Marginal Cost and Plausibility

      2 Comments on Marginal Cost and Plausibility

I don’t appear to have ever posted my observation about email spam, plausibility and low marginal cost. It’s probably not a very clever observation, and my not having read it anywhere else may be due to my not having any great interest in reading people’s observations about spam email. But it’s interesting to me.

Here’s the thing: when I get an email that purports to be from a bank that I actually have an account with, it’s plausible enough and I might consider opening it, which is, presumably, what the spammer is going for. But if I check my email and see two emails from that bank with the same subject line, it’s much less plausible and I am much less likely to open it. And if I get four emails, it’s not plausible at all, and if I get twenty I’m not even going to think about the plausibility of it. The thing that makes it conceivably profitable for the spammer—the low marginal cost of sending another email—is the thing that makes it less effective.

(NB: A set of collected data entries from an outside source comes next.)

//! Hardware seams (ADC channels, push button, rotary encoder, display)
//!
//! The core only talks to these traits. Real GPIO/I2C drivers live outside
//! this crate; the simulated implementations here back `--simulate` runs
//! and the test suite.

use async_trait::async_trait;
use std::sync::atomic::{AtomicU64, Ordering};
use thiserror::Error;
use tracing::debug;

#[derive(Debug, Error)]
pub enum HardwareError {
    #[error("read of channel {channel} failed: {reason}")]
    Read { channel: usize, reason: String },
    #[error("device unavailable: {0}")]
    Unavailable(String),
}

/// Analog input source, one voltage per channel per read
#[async_trait]
pub trait ChannelReader: Send + Sync {
    async fn read_channel(&self, channel: usize) -> Result<f32, HardwareError>;
}

/// Push-button level source
#[async_trait]
pub trait ButtonReader: Send + Sync {
    async fn is_pressed(&self) -> Result<bool, HardwareError>;
}

/// Rotary encoder, detents accumulated since the previous read
#[async_trait]
pub trait RotaryReader: Send + Sync {
    async fn read_delta(&self) -> Result<i32, HardwareError>;
}

/// Display sink for the screen worker
#[async_trait]
pub trait Display: Send + Sync {
    async fn render(&self, mode: u32, line: &str) -> Result<(), HardwareError>;
}

/// Deterministic ADC stand-in: gate channels see a slow square wave,
/// CV channels a triangle ramp
pub struct SimChannelReader {
    ticks: AtomicU64,
}

impl SimChannelReader {
    pub fn new() -> Self {
        Self {
            ticks: AtomicU64::new(0),
        }
    }
}

impl Default for SimChannelReader {
    fn default() -> Self {
        Self::new()
    }
}

#[async_trait]
impl ChannelReader for SimChannelReader {
    async fn read_channel(&self, channel: usize) -> Result<f32, HardwareError> {
        let tick = self.ticks.fetch_add(1, Ordering::Relaxed);
        let phase = (tick / 64 + channel as u64) % 16;
        // Even channels behave gate-like, odd ones ramp.
        let value = if channel % 2 == 0 {
            if phase < 8 {
                0.0
            } else {
                3.3
            }
        } else {
            phase as f32 / 16.0 * 5.0
        };
        Ok(value)
    }
}

/// Button that is never pressed; placeholder for the GPIO driver
pub struct SimButton;

#[async_trait]
impl ButtonReader for SimButton {
    async fn is_pressed(&self) -> Result<bool, HardwareError> {
        Ok(false)
    }
}

/// Rotary encoder that never moves; placeholder for the I2C driver
pub struct SimRotary;

#[async_trait]
impl RotaryReader for SimRotary {
    async fn read_delta(&self) -> Result<i32, HardwareError> {
        Ok(0)
    }
}

/// Display that logs instead of driving a panel
pub struct LogDisplay;

#[async_trait]
impl Display for LogDisplay {
    async fn render(&self, mode: u32, line: &str) -> Result<(), HardwareError> {
        debug!(mode, "screen: {}", line);
        Ok(())
    }
}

This came to mind again with a series of emails telling me that my computer had been hacked, my operating system infected, the camera activated and used, my taste in pornography critiqued, and if I did not send a specific amount of money in bitcoin to a specific wallet, then all my information would be sent to my contacts. I am assured, however, that a single payment would be sufficient incentive for the sender to delete the information. He indeed guaranteed it. The user kevon74 guaranteed it, as did ossie01, and also ricki95, and presumably all the other putative extortionists whose emails I already deleted.

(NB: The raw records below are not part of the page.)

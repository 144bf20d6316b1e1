//! Screen consumer worker
//!
//! Sleeps on its wake signal, re-reads shared state on wake, and pushes a
//! render to the display seam. Button presses cycle pages, rotary turns move
//! the selection on the current page. Actual panel drawing is behind the
//! [`Display`] trait.

use crate::hardware::Display;
use crate::state::{Consumer, InputEvent};
use crate::supervisor::WorkerCtx;
use anyhow::Result;
use std::sync::Arc;
use tracing::{info, warn};

/// Number of menu pages cycled by the button
pub const NUM_PAGES: u32 = 3;

pub async fn run(ctx: WorkerCtx, display: Arc<dyn Display>) -> Result<()> {
    let mut selection: i32 = 0;
    info!("screen ready");

    loop {
        match ctx.signal.wait(&ctx.cancel).await {
            crate::signal::WakeReason::Canceled => break,
            crate::signal::WakeReason::Woken => {}
        }
        ctx.signal.clear();

        while let Some(event) = ctx.shared.consume_event(Consumer::Screen) {
            match event {
                InputEvent::ButtonPress => {
                    let page = (ctx.shared.mode(Consumer::Screen) + 1) % NUM_PAGES;
                    ctx.shared.set_mode(Consumer::Screen, page);
                    selection = 0;
                }
                InputEvent::RotaryTurn(delta) => {
                    selection += delta;
                }
                other => {
                    warn!("screen worker ignoring {:?}", other);
                }
            }
            let page = ctx.shared.mode(Consumer::Screen);
            let line = format!("page {} / sel {}", page, selection);
            if let Err(e) = display.render(page, &line).await {
                warn!("display render failed: {}", e);
            }
        }
    }

    info!("screen worker stopped");
    Ok(())
}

And the thing is, even if I were to believe that my email had been hacked and that I was being personally blackmailed by an actual person, the sudden announcement that I was being blackmailed simultaneously by five or eight different people would persuade me that there was no point in paying any of them. Even if the multiplicity of emails didn’t make the whole thing implausible, it would make it unworkable.

In some sense, this is just why spam is called spam: the low marginal cost of automated emails means that they multiply beyond reason and the thing with the least spam in it is spam, egg, sausage and spam. But I think it’s slightly different: a good old-fashioned artisanal hand-crafted one-off con is still more efficient than the broadcast. Or so it seems to me—I’ve never seen any numbers on the actual revenues of this sort of thing.

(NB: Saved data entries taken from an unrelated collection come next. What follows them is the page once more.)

//! Shared rack state - per-channel sample state and per-consumer event slots
//!
//! One `SharedState` is built by the supervisor at startup and handed to every
//! worker. Fields are partitioned so each channel and each consumer slot sits
//! behind its own short-lived lock; unrelated channels never contend and no
//! reader ever observes a partially-written channel record.

use crate::config::ChannelKind;
use parking_lot::Mutex;
use std::collections::{HashMap, VecDeque};
use std::time::Instant;

/// Canonical event published to a consumer slot
#[derive(Debug, Clone, Copy, PartialEq)]
pub enum InputEvent {
    /// Gate channel opened (open edges only are notified)
    Gate(usize),
    /// CV channel moved; the channel's recent-sample window holds the data
    Cv(usize),
    /// Front-panel push button pressed
    ButtonPress,
    /// Rotary encoder turned by the given number of detents
    RotaryTurn(i32),
}

/// Event consumers with a mode/event slot in the shared state
#[derive(Debug, Clone, Copy, PartialEq, Eq, Hash)]
pub enum Consumer {
    Audio,
    Screen,
}

impl Consumer {
    pub fn all() -> &'static [Consumer] {
        &[Consumer::Audio, Consumer::Screen]
    }

    pub fn name(&self) -> &'static str {
        match self {
            Consumer::Audio => "audio",
            Consumer::Screen => "screen",
        }
    }
}

/// Fixed-capacity FIFO window over the most recent samples of one channel
#[derive(Debug, Clone)]
pub struct RecentBuffer {
    samples: VecDeque<f32>,
    capacity: usize,
}

impl RecentBuffer {
    pub fn new(capacity: usize) -> Self {
        assert!(capacity > 0, "recent buffer capacity must be >= 1");
        Self {
            samples: VecDeque::with_capacity(capacity),
            capacity,
        }
    }

    /// Insert a sample, evicting the oldest one once at capacity
    pub fn push(&mut self, sample: f32) {
        if self.samples.len() == self.capacity {
            self.samples.pop_front();
        }
        self.samples.push_back(sample);
    }

    pub fn len(&self) -> usize {
        self.samples.len()
    }

    pub fn is_empty(&self) -> bool {
        self.samples.is_empty()
    }

    pub fn capacity(&self) -> usize {
        self.capacity
    }

    /// Copy of the window contents in arrival order, oldest first
    pub fn snapshot(&self) -> Vec<f32> {
        self.samples.iter().copied().collect()
    }
}

/// State of one physical input channel
///
/// Mutated only by the sampler loop that owns the channel; read by the
/// router and the audio consumer.
#[derive(Debug)]
pub struct ChannelState {
    pub id: usize,
    pub kind: ChannelKind,
    pub last_value: f32,
    pub active: bool,
    /// Set once hardware reads for this channel exhaust their retries;
    /// the value stays frozen from then on
    pub degraded: bool,
    pub gate_open_at: Option<Instant>,
    pub recent: RecentBuffer,
    pub inactivity: u32,
}

impl ChannelState {
    fn new(id: usize, kind: ChannelKind, buffer_capacity: usize) -> Self {
        Self {
            id,
            kind,
            last_value: 0.0,
            active: false,
            degraded: false,
            gate_open_at: None,
            recent: RecentBuffer::new(buffer_capacity),
            inactivity: 0,
        }
    }
}

#[derive(Debug, Default)]
struct ConsumerSlot {
    mode: u32,
    pending: Option<InputEvent>,
}

/// Process-wide shared state, allocated once by the supervisor
pub struct SharedState {
    channels: Vec<Mutex<ChannelState>>,
    consumers: HashMap<Consumer, Mutex<ConsumerSlot>>,
}

impl SharedState {
    /// Build the state for a fixed channel layout; ids are dense in
    /// `[0, kinds.len())` and never renumbered afterwards
    pub fn new(kinds: &[ChannelKind], buffer_capacity: usize) -> Self {
        let channels = kinds
            .iter()
            .enumerate()
            .map(|(id, kind)| Mutex::new(ChannelState::new(id, *kind, buffer_capacity)))
            .collect();
        let consumers = Consumer::all()
            .iter()
            .map(|c| (*c, Mutex::new(ConsumerSlot::default())))
            .collect();
        Self {
            channels,
            consumers,
        }
    }

    pub fn num_channels(&self) -> usize {
        self.channels.len()
    }

    /// An out-of-range id is a construction bug, not a transient condition
    fn channel(&self, id: usize) -> &Mutex<ChannelState> {
        self.channels
            .get(id)
            .unwrap_or_else(|| panic!("channel id {} out of range (have {})", id, self.channels.len()))
    }

    fn consumer(&self, consumer: Consumer) -> &Mutex<ConsumerSlot> {
        self.consumers
            .get(&consumer)
            .unwrap_or_else(|| panic!("consumer {:?} has no slot", consumer))
    }

    /// Run a closure under the channel's lock for compound read-modify-write
    pub fn with_channel<R>(&self, id: usize, f: impl FnOnce(&mut ChannelState) -> R) -> R {
        f(&mut self.channel(id).lock())
    }

    pub fn kind(&self, id: usize) -> ChannelKind {
        self.channel(id).lock().kind
    }

    pub fn value(&self, id: usize) -> f32 {
        self.channel(id).lock().last_value
    }

    pub fn set_value(&self, id: usize, value: f32) {
        self.channel(id).lock().last_value = value;
    }

    pub fn is_active(&self, id: usize) -> bool {
        self.channel(id).lock().active
    }

    pub fn set_active(&self, id: usize, active: bool) {
        self.channel(id).lock().active = active;
    }

    pub fn is_degraded(&self, id: usize) -> bool {
        self.channel(id).lock().degraded
    }

    /// Insert a sample into the channel's recent window, evicting the oldest
    pub fn push_sample(&self, id: usize, sample: f32) {
        self.channel(id).lock().recent.push(sample);
    }

    /// Copy of the channel's recent window, oldest first
    pub fn buffer_snapshot(&self, id: usize) -> Vec<f32> {
        self.channel(id).lock().recent.snapshot()
    }

    /// Overwrite the consumer's pending event slot (level state, not a queue;
    /// last writer wins)
    pub fn publish_event(&self, consumer: Consumer, event: InputEvent) {
        self.consumer(consumer).lock().pending = Some(event);
    }

    /// Read and reset the consumer's pending event slot
    pub fn consume_event(&self, consumer: Consumer) -> Option<InputEvent> {
        self.consumer(consumer).lock().pending.take()
    }

    pub fn mode(&self, consumer: Consumer) -> u32 {
        self.consumer(consumer).lock().mode
    }

    pub fn set_mode(&self, consumer: Consumer, mode: u32) {
        self.consumer(consumer).lock().mode = mode;
    }
}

Tolerabimus quod tolerare debemus,

2 thoughts on “Marginal Cost and Plausibility

  1. Josh

    The thing I’ve heard that I find compelling is the idea that they’re not meant to be particularly implausible; they’re meant to hit people who aren’t very good at telling whether something’s plausible.

    1. Vardibidian Post author

      Indeed, the poor grammar and spelling are, in this view, intended to weed out anyone savvy enough to cause problems later in the scam.